__Records to process__.

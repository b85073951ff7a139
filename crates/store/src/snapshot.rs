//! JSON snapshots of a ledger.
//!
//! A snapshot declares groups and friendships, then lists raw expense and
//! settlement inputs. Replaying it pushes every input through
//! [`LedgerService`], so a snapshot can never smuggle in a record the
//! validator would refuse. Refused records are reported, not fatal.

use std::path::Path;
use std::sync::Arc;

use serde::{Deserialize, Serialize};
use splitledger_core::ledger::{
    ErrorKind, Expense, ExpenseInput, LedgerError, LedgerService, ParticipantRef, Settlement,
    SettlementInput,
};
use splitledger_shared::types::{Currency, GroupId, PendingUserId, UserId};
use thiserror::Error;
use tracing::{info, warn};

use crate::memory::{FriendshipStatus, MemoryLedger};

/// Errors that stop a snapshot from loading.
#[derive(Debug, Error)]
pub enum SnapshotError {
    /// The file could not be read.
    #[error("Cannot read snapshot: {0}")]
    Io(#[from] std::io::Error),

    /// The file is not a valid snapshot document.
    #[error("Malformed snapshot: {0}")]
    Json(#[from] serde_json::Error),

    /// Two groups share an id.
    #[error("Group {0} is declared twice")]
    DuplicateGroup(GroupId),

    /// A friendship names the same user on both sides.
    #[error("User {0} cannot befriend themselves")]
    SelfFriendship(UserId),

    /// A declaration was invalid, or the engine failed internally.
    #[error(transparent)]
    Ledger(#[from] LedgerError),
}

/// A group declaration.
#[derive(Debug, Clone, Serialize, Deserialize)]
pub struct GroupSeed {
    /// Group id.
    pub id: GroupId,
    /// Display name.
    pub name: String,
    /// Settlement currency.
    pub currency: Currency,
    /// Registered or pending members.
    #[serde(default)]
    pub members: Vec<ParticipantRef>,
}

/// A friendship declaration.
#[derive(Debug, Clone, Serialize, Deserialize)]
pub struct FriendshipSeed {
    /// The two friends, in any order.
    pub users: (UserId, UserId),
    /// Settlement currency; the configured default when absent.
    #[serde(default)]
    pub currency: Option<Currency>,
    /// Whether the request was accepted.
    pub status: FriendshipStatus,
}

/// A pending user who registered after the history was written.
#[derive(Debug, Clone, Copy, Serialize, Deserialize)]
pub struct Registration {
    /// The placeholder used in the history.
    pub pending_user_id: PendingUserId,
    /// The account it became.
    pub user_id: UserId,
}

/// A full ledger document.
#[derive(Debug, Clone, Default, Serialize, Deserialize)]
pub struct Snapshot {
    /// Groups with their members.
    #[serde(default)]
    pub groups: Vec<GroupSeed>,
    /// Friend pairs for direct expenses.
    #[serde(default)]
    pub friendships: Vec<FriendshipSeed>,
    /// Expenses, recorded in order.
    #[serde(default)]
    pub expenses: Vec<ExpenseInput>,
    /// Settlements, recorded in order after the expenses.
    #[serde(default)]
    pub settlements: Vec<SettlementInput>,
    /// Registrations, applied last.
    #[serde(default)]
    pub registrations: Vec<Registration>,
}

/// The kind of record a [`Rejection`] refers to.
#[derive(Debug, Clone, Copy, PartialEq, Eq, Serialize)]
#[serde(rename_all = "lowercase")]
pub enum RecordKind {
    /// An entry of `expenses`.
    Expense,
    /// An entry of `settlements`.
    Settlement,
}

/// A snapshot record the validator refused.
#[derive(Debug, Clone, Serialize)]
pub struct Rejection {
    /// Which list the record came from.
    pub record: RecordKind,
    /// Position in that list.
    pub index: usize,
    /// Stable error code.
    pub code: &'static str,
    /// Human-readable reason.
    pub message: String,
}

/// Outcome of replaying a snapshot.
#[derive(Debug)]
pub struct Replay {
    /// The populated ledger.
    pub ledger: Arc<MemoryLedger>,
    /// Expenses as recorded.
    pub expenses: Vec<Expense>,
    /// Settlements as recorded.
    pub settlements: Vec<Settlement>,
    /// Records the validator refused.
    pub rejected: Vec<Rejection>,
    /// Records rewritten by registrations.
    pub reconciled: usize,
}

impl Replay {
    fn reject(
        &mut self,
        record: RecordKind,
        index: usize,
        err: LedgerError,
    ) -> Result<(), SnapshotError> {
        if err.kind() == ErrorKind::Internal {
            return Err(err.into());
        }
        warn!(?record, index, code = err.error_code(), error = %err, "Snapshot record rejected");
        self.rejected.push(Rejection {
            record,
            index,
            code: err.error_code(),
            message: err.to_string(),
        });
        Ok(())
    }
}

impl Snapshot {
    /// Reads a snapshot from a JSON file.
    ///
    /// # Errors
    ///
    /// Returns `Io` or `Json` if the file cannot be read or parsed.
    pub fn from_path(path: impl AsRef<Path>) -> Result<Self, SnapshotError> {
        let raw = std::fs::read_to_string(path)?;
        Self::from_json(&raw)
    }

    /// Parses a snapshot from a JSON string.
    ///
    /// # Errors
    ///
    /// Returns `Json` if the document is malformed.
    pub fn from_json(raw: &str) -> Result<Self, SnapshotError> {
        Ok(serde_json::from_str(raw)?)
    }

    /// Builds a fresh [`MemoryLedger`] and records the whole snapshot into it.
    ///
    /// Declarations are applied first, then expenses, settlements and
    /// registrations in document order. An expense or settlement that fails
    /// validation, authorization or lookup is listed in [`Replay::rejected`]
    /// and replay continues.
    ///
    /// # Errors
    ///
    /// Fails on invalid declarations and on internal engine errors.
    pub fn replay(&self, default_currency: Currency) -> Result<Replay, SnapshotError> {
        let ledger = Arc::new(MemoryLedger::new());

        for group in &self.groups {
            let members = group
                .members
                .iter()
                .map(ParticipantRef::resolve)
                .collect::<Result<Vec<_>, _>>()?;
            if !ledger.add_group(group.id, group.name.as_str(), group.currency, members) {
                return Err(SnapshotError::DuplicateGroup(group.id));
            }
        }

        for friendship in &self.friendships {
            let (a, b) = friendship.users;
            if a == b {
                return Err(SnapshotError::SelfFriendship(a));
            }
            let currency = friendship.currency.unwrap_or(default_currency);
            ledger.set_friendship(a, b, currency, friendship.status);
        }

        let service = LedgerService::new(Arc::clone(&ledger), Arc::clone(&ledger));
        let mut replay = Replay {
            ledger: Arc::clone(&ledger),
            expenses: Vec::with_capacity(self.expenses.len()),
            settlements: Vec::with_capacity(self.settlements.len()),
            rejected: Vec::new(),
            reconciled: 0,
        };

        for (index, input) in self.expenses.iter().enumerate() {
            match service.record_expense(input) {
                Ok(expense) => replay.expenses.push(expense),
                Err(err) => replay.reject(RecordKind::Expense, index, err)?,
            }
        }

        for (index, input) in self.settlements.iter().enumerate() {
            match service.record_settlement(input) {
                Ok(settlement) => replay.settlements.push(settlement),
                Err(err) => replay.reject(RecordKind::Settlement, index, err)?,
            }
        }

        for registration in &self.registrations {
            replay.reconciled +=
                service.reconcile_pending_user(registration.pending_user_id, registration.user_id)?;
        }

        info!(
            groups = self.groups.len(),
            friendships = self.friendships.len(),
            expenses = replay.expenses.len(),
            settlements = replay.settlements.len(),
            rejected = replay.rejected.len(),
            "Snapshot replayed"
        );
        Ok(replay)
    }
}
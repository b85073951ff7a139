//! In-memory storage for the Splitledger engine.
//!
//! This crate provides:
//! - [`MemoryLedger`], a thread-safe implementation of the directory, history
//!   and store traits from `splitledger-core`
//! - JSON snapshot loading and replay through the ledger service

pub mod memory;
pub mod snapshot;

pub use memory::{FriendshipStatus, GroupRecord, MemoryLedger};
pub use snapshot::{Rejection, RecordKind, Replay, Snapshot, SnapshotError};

__Task goal__.
An exact copy of all the records is the only acceptable answer.

__Exercise output__.
repository b85073951ff7a139
filename crates/store/src/snapshot.rs
//! JSON snapshots of a ledger.
//!
//! A snapshot declares groups and friendships, then lists raw expense and
//! settlement inputs. Replaying it pushes every input through
//! [`LedgerService`], so a snapshot can never smuggle in a record the
//! validator would refuse. Refused records are reported, not fatal.

use std::path::Path;
use std::sync::Arc;

use serde::{Deserialize, Serialize};
use splitledger_core::ledger::{
    ErrorKind, Expense, ExpenseInput, LedgerError, LedgerService, ParticipantRef, Settlement,
    SettlementInput,
};
use splitledger_shared::types::{Currency, GroupId, PendingUserId, UserId};
use thiserror::Error;
use tracing::{info, warn};

use crate::memory::{FriendshipStatus, MemoryLedger};

/// Errors that stop a snapshot from loading.
#[derive(Debug, Error)]
pub enum SnapshotError {
    /// The file could not be read.
    #[error("Cannot read snapshot: {0}")]
    Io(#[from] std::io::Error),

    /// The file is not a valid snapshot document.
    #[error("Malformed snapshot: {0}")]
    Json(#[from] serde_json::Error),

    /// Two groups share an id.
    #[error("Group {0} is declared twice")]
    DuplicateGroup(GroupId),

    /// A friendship names the same user on both sides.
    #[error("User {0} cannot befriend themselves")]
    SelfFriendship(UserId),

    /// A declaration was invalid, or the engine failed internally.
    #[error(transparent)]
    Ledger(#[from] LedgerError),
}

/// A group declaration.
#[derive(Debug, Clone, Serialize, Deserialize)]
pub struct GroupSeed {
    /// Group id.
    pub id: GroupId,
    /// Display name.
    pub name: String,
    /// Settlement currency.
    pub currency: Currency,
    /// Registered or pending members.
    #[serde(default)]
    pub members: Vec<ParticipantRef>,
}

/// A friendship declaration.
#[derive(Debug, Clone, Serialize, Deserialize)]
pub struct FriendshipSeed {
    /// The two friends, in any order.
    pub users: (UserId, UserId),
    /// Settlement currency; the configured default when absent.
    #[serde(default)]
    pub currency: Option<Currency>,
    /// Whether the request was accepted.
    pub status: FriendshipStatus,
}

/// A pending user who registered after the history was written.
#[derive(Debug, Clone, Copy, Serialize, Deserialize)]
pub struct Registration {
    /// The placeholder used in the history.
    pub pending_user_id: PendingUserId,
    /// The account it became.
    pub user_id: UserId,
}

/// A full ledger document.
#[derive(Debug, Clone, Default, Serialize, Deserialize)]
pub struct Snapshot {
    /// Groups with their members.
    #[serde(default)]
    pub groups: Vec<GroupSeed>,
    /// Friend pairs for direct expenses.
    #[serde(default)]
    pub friendships: Vec<FriendshipSeed>,
    /// Expenses, recorded in order.
    #[serde(default)]
    pub expenses: Vec<ExpenseInput>,
    /// Settlements, recorded in order after the expenses.
    #[serde(default)]
    pub settlements: Vec<SettlementInput>,
    /// Registrations, applied last.
    #[serde(default)]
    pub registrations: Vec<Registration>,
}

/// The kind of record a [`Rejection`] refers to.
#[derive(Debug, Clone, Copy, PartialEq, Eq, Serialize)]
#[serde(rename_all = "lowercase")]
pub enum RecordKind {
    /// An entry of `expenses`.
    Expense,
    /// An entry of `settlements`.
    Settlement,
}

/// A snapshot record the validator refused.
#[derive(Debug, Clone, Serialize)]
pub struct Rejection {
    /// Which list the record came from.
    pub record: RecordKind,
    /// Position in that list.
    pub index: usize,
    /// Stable error code.
    pub code: &'static str,
    /// Human-readable reason.
    pub message: String,
}

/// Outcome of replaying a snapshot.
#[derive(Debug)]
pub struct Replay {
    /// The populated ledger.
    pub ledger: Arc<MemoryLedger>,
    /// Expenses as recorded.
    pub expenses: Vec<Expense>,
    /// Settlements as recorded.
    pub settlements: Vec<Settlement>,
    /// Records the validator refused.
    pub rejected: Vec<Rejection>,
    /// Records rewritten by registrations.
    pub reconciled: usize,
}

impl Replay {
    fn reject(
        &mut self,
        record: RecordKind,
        index: usize,
        err: LedgerError,
    ) -> Result<(), SnapshotError> {
        if err.kind() == ErrorKind::Internal {
            return Err(err.into());
        }
        warn!(?record, index, code = err.error_code(), error = %err, "Snapshot record rejected");
        self.rejected.push(Rejection {
            record,
            index,
            code: err.error_code(),
            message: err.to_string(),
        });
        Ok(())
    }
}

impl Snapshot {
    /// Reads a snapshot from a JSON file.
    ///
    /// # Errors
    ///
    /// Returns `Io` or `Json` if the file cannot be read or parsed.
    pub fn from_path(path: impl AsRef<Path>) -> Result<Self, SnapshotError> {
        let raw = std::fs::read_to_string(path)?;
        Self::from_json(&raw)
    }

    /// Parses a snapshot from a JSON string.
    ///
    /// # Errors
    ///
    /// Returns `Json` if the document is malformed.
    pub fn from_json(raw: &str) -> Result<Self, SnapshotError> {
        Ok(serde_json::from_str(raw)?)
    }

    /// Builds a fresh [`MemoryLedger`] and records the whole snapshot into it.
    ///
    /// Declarations are applied first, then expenses, settlements and
    /// registrations in document order. An expense or settlement that fails
    /// validation, authorization or lookup is listed in [`Replay::rejected`]
    /// and replay continues.
    ///
    /// # Errors
    ///
    /// Fails on invalid declarations and on internal engine errors.
    pub fn replay(&self, default_currency: Currency) -> Result<Replay, SnapshotError> {
        let ledger = Arc::new(MemoryLedger::new());

        for group in &self.groups {
            let members = group
                .members
                .iter()
                .map(ParticipantRef::resolve)
                .collect::<Result<Vec<_>, _>>()?;
            if !ledger.add_group(group.id, group.name.as_str(), group.currency, members) {
                return Err(SnapshotError::DuplicateGroup(group.id));
            }
        }

        for friendship in &self.friendships {
            let (a, b) = friendship.users;
            if a == b {
                return Err(SnapshotError::SelfFriendship(a));
            }
            let currency = friendship.currency.unwrap_or(default_currency);
            ledger.set_friendship(a, b, currency, friendship.status);
        }

        let service = LedgerService::new(Arc::clone(&ledger), Arc::clone(&ledger));
        let mut replay = Replay {
            ledger: Arc::clone(&ledger),
            expenses: Vec::with_capacity(self.expenses.len()),
            settlements: Vec::with_capacity(self.settlements.len()),
            rejected: Vec::new(),
            reconciled: 0,
        };

        for (index, input) in self.expenses.iter().enumerate() {
            match service.record_expense(input) {
                Ok(expense) => replay.expenses.push(expense),
                Err(err) => replay.reject(RecordKind::Expense, index, err)?,
            }
        }

        for (index, input) in self.settlements.iter().enumerate() {
            match service.record_settlement(input) {
                Ok(settlement) => replay.settlements.push(settlement),
                Err(err) => replay.reject(RecordKind::Settlement, index, err)?,
            }
        }

        for registration in &self.registrations {
            replay.reconciled +=
                service.reconcile_pending_user(registration.pending_user_id, registration.user_id)?;
        }

        info!(
            groups = self.groups.len(),
            friendships = self.friendships.len(),
            expenses = replay.expenses.len(),
            settlements = replay.settlements.len(),
            rejected = replay.rejected.len(),
            "Snapshot replayed"
        );
        Ok(replay)
    }
}
repository b85073951ff7a139
//! In-memory storage for the Splitledger engine.
//!
//! This crate provides:
//! - [`MemoryLedger`], a thread-safe implementation of the directory, history
//!   and store traits from `splitledger-core`
//! - JSON snapshot loading and replay through the ledger service

pub mod memory;
pub mod snapshot;

pub use memory::{FriendshipStatus, GroupRecord, MemoryLedger};
pub use snapshot::{Rejection, RecordKind, Replay, Snapshot, SnapshotError};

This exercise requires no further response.